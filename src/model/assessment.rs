use super::{BuildingType, ConditionCategory, ConstructionElement, ElementSnapshot, TechnicalCondition};
use crate::wear;
use serde::{Deserialize, Serialize};
use tracing::info;

/// Tolerance used when checking that weights add up to 100.
const WEIGHT_SUM_TOLERANCE: f64 = 0.01;

/// Ordered element list for one building inspection.
///
/// Derived figures (`total_wear`, condition) are always computed from the
/// elements on demand and never cached.
#[derive(Debug, Clone, PartialEq)]
pub struct WearAssessment {
    building_type: Option<BuildingType>,
    elements: Vec<ConstructionElement>,
}

impl WearAssessment {
    #[must_use]
    pub fn new(building_type: BuildingType) -> Self {
        Self {
            building_type: Some(building_type),
            elements: building_type.elements(),
        }
    }

    /// Assessment over an arbitrary element list (e.g. loaded from disk).
    #[must_use]
    pub fn from_elements(building_type: Option<BuildingType>, elements: Vec<ConstructionElement>) -> Self {
        Self {
            building_type,
            elements,
        }
    }

    #[must_use]
    pub fn building_type(&self) -> Option<BuildingType> {
        self.building_type
    }

    #[must_use]
    pub fn elements(&self) -> &[ConstructionElement] {
        &self.elements
    }

    #[must_use]
    pub fn element(&self, name: &str) -> Option<&ConstructionElement> {
        self.elements.iter().find(|e| e.name == name)
    }

    #[must_use]
    pub fn total_wear(&self) -> f64 {
        wear::calculate_total_wear(&self.elements)
    }

    #[must_use]
    pub fn condition_category(&self) -> ConditionCategory {
        ConditionCategory::from_total_wear(self.total_wear())
    }

    #[must_use]
    pub fn technical_condition(&self) -> TechnicalCondition {
        wear::get_technical_condition(self.total_wear())
    }

    pub fn update_element_wear(&mut self, name: &str, new_value: f64) -> bool {
        wear::update_element_wear(&mut self.elements, name, new_value)
    }

    pub fn reset_all_wear(&mut self) {
        wear::reset_all_wear(&mut self.elements);
    }

    /// Replaces the element list with another preset.
    ///
    /// With `carry_forward`, wear values move over for elements whose names
    /// match exactly. Returns the number of carried values.
    pub fn switch_template(&mut self, building_type: BuildingType, carry_forward: bool) -> usize {
        let mut next = building_type.elements();
        let carried = if carry_forward {
            wear::carry_forward_wear(&self.elements, &mut next)
        } else {
            0
        };
        info!(
            from = ?self.building_type,
            to = %building_type,
            carried,
            "switched wear template"
        );
        self.elements = next;
        self.building_type = Some(building_type);
        carried
    }

    #[must_use]
    pub fn weight_sum(&self) -> f64 {
        self.elements.iter().map(|e| e.weight_percent).sum()
    }

    /// Whether weights add up to 100. Reported, never enforced.
    #[must_use]
    pub fn weights_are_balanced(&self) -> bool {
        (self.weight_sum() - 100.0).abs() <= WEIGHT_SUM_TOLERANCE
    }

    /// Snapshot with every derived value freshly computed.
    #[must_use]
    pub fn report(&self) -> WearReport {
        WearReport {
            building_type: self.building_type,
            elements: self.elements.iter().map(ElementSnapshot::from).collect(),
            total_wear: self.total_wear(),
            technical_condition: self.technical_condition(),
        }
    }
}

impl Default for WearAssessment {
    fn default() -> Self {
        Self::new(BuildingType::default())
    }
}

/// Persisted and reported form of an assessment.
#[derive(Debug, Clone, PartialEq, Serialize, Deserialize)]
pub struct WearReport {
    #[serde(default, skip_serializing_if = "Option::is_none")]
    pub building_type: Option<BuildingType>,
    pub elements: Vec<ElementSnapshot>,
    pub total_wear: f64,
    pub technical_condition: TechnicalCondition,
}

impl WearReport {
    /// Rebuilds the live assessment; derived values are recomputed.
    #[must_use]
    pub fn to_assessment(&self) -> WearAssessment {
        WearAssessment::from_elements(
            self.building_type,
            self.elements.iter().map(ConstructionElement::from).collect(),
        )
    }
}

#[cfg(test)]
mod tests {
    use super::*;
    use pretty_assertions::assert_eq;

    #[test]
    fn new_assessment_is_balanced_and_unworn() {
        let assessment = WearAssessment::new(BuildingType::Industrial);
        assert!(assessment.weights_are_balanced());
        assert!(assessment.total_wear().abs() < f64::EPSILON);
        assert_eq!(assessment.condition_category(), ConditionCategory::Sound);
    }

    #[test]
    fn total_follows_element_edits() {
        let mut assessment = WearAssessment::new(BuildingType::Residential);
        assert!(assessment.update_element_wear("Стены и перегородки", 50.0));
        assert!((assessment.total_wear() - 14.0).abs() < 1e-9);
        assert!(assessment.update_element_wear("Стены и перегородки", 100.0));
        assert!((assessment.total_wear() - 28.0).abs() < 1e-9);
        assert_eq!(assessment.condition_category(), ConditionCategory::Serviceable);
    }

    #[test]
    fn switch_without_carry_forward_starts_clean() {
        let mut assessment = WearAssessment::new(BuildingType::Residential);
        assert!(assessment.update_element_wear("Полы", 40.0));
        let carried = assessment.switch_template(BuildingType::Office, false);
        assert_eq!(carried, 0);
        assert_eq!(assessment.building_type(), Some(BuildingType::Office));
        assert!(assessment.element("Каркас").is_some());
        assert!(assessment.total_wear().abs() < f64::EPSILON);
    }

    #[test]
    fn switch_with_carry_forward_keeps_shared_names() {
        let mut assessment = WearAssessment::new(BuildingType::Office);
        assert!(assessment.update_element_wear("Каркас", 60.0));
        assert!(assessment.update_element_wear("Полы", 40.0));
        assessment.switch_template(BuildingType::Industrial, true);
        assert!((assessment.element("Каркас").unwrap().wear_percent - 60.0).abs() < f64::EPSILON);
        assert!((assessment.element("Полы").unwrap().wear_percent - 40.0).abs() < f64::EPSILON);
    }

    #[test]
    fn report_round_trips_through_assessment() {
        let mut assessment = WearAssessment::new(BuildingType::Residential);
        assert!(assessment.update_element_wear("Кровля", 70.0));
        let report = assessment.report();
        assert!((report.total_wear - 1.4).abs() < 1e-9);
        assert_eq!(report.to_assessment(), assessment);
    }
}
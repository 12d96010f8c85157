use super::config::FtpSettings;
use super::{report_filename, SyncMethod, Uploader};
use crate::error::SyncError;
use std::fs::File;
use std::path::Path;
use suppaftp::{FtpError, FtpStream};
use tracing::debug;

const ANONYMOUS_USER: &str = "anonymous";

/// Uploads reports into `<remote_dir>/<project>/` on an FTP server.
pub struct FtpUploader {
    settings: FtpSettings,
}

impl FtpUploader {
    pub fn from_settings(settings: &FtpSettings) -> Result<Self, SyncError> {
        if settings.host.trim().is_empty() {
            return Err(SyncError::NotConfigured {
                transport: SyncMethod::Ftp.to_string(),
                reason: "missing host".to_string(),
            });
        }
        Ok(Self {
            settings: settings.clone(),
        })
    }

    fn connect(&self) -> Result<FtpStream, SyncError> {
        let address = format!("{}:{}", self.settings.host, self.settings.port);
        let mut ftp = FtpStream::connect(address)?;

        let user = if self.settings.username.is_empty() {
            ANONYMOUS_USER
        } else {
            self.settings.username.as_str()
        };
        ftp.login(user, self.settings.password.as_str())?;
        Ok(ftp)
    }
}

impl Uploader for FtpUploader {
    fn method(&self) -> SyncMethod {
        SyncMethod::Ftp
    }

    fn upload(&self, path: &Path, project_name: &str) -> Result<(), SyncError> {
        let mut file = File::open(path).map_err(|source| SyncError::Io {
            path: path.to_path_buf(),
            source,
        })?;

        let mut ftp = self.connect()?;
        if !self.settings.remote_dir.is_empty() {
            ftp.cwd(self.settings.remote_dir.as_str())?;
        }

        let project_dir = project_dir_name(project_name);
        if !project_dir.is_empty() {
            // Already existing directories make mkdir fail; cwd decides.
            if let Err(e) = ftp.mkdir(project_dir.as_str()) {
                debug!(dir = %project_dir, error = %e, "mkdir skipped");
            }
            ftp.cwd(project_dir.as_str())?;
        }

        let filename = report_filename(path);
        let stored = ftp.put_file(filename.as_str(), &mut file);
        let bytes = settle_upload(stored, ftp.quit())?;
        debug!(filename = %filename, bytes, "ftp upload complete");
        Ok(())
    }

    fn test_connection(&self) -> Result<(), SyncError> {
        let mut ftp = self.connect()?;
        ftp.quit()?;
        Ok(())
    }
}

/// The store result decides the outcome; once the file is on the server a
/// failed QUIT is only logged.
fn settle_upload(stored: Result<u64, FtpError>, quit: Result<(), FtpError>) -> Result<u64, SyncError> {
    let bytes = stored?;
    if let Err(e) = quit {
        debug!(error = %e, "quit after upload failed");
    }
    Ok(bytes)
}

fn project_dir_name(project_name: &str) -> String {
    project_name
        .trim()
        .chars()
        .map(|c| if matches!(c, '/' | '\\' | ':') { '_' } else { c })
        .collect()
}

━━━━━━

* [The task]: What you return must be the line that contains "ftp.login(user, self.settings.password.as_str())?;" followed by every remaining line of the material, all exactly as written and nothing more.

* [Answer section]:
        ftp.login(user, self.settings.password.as_str())?;
        Ok(ftp)
    }
}

impl Uploader for FtpUploader {
    fn method(&self) -> SyncMethod {
        SyncMethod::Ftp
    }

    fn upload(&self, path: &Path, project_name: &str) -> Result<(), SyncError> {
        let mut file = File::open(path).map_err(|source| SyncError::Io {
            path: path.to_path_buf(),
            source,
        })?;

        let mut ftp = self.connect()?;
        if !self.settings.remote_dir.is_empty() {
            ftp.cwd(self.settings.remote_dir.as_str())?;
        }

        let project_dir = project_dir_name(project_name);
        if !project_dir.is_empty() {
            // Already existing directories make mkdir fail; cwd decides.
            if let Err(e) = ftp.mkdir(project_dir.as_str()) {
                debug!(dir = %project_dir, error = %e, "mkdir skipped");
            }
            ftp.cwd(project_dir.as_str())?;
        }

        let filename = report_filename(path);
        let stored = ftp.put_file(filename.as_str(), &mut file);
        let bytes = settle_upload(stored, ftp.quit())?;
        debug!(filename = %filename, bytes, "ftp upload complete");
        Ok(())
    }

    fn test_connection(&self) -> Result<(), SyncError> {
        let mut ftp = self.connect()?;
        ftp.quit()?;
        Ok(())
    }
}

/// The store result decides the outcome; once the file is on the server a
/// failed QUIT is only logged.
fn settle_upload(stored: Result<u64, FtpError>, quit: Result<(), FtpError>) -> Result<u64, SyncError> {
    let bytes = stored?;
    if let Err(e) = quit {
        debug!(error = %e, "quit after upload failed");
    }
    Ok(bytes)
}

fn project_dir_name(project_name: &str) -> String {
    project_name
        .trim()
        .chars()
        .map(|c| if matches!(c, '/' | '\\' | ':') { '_' } else { c })
        .collect()
}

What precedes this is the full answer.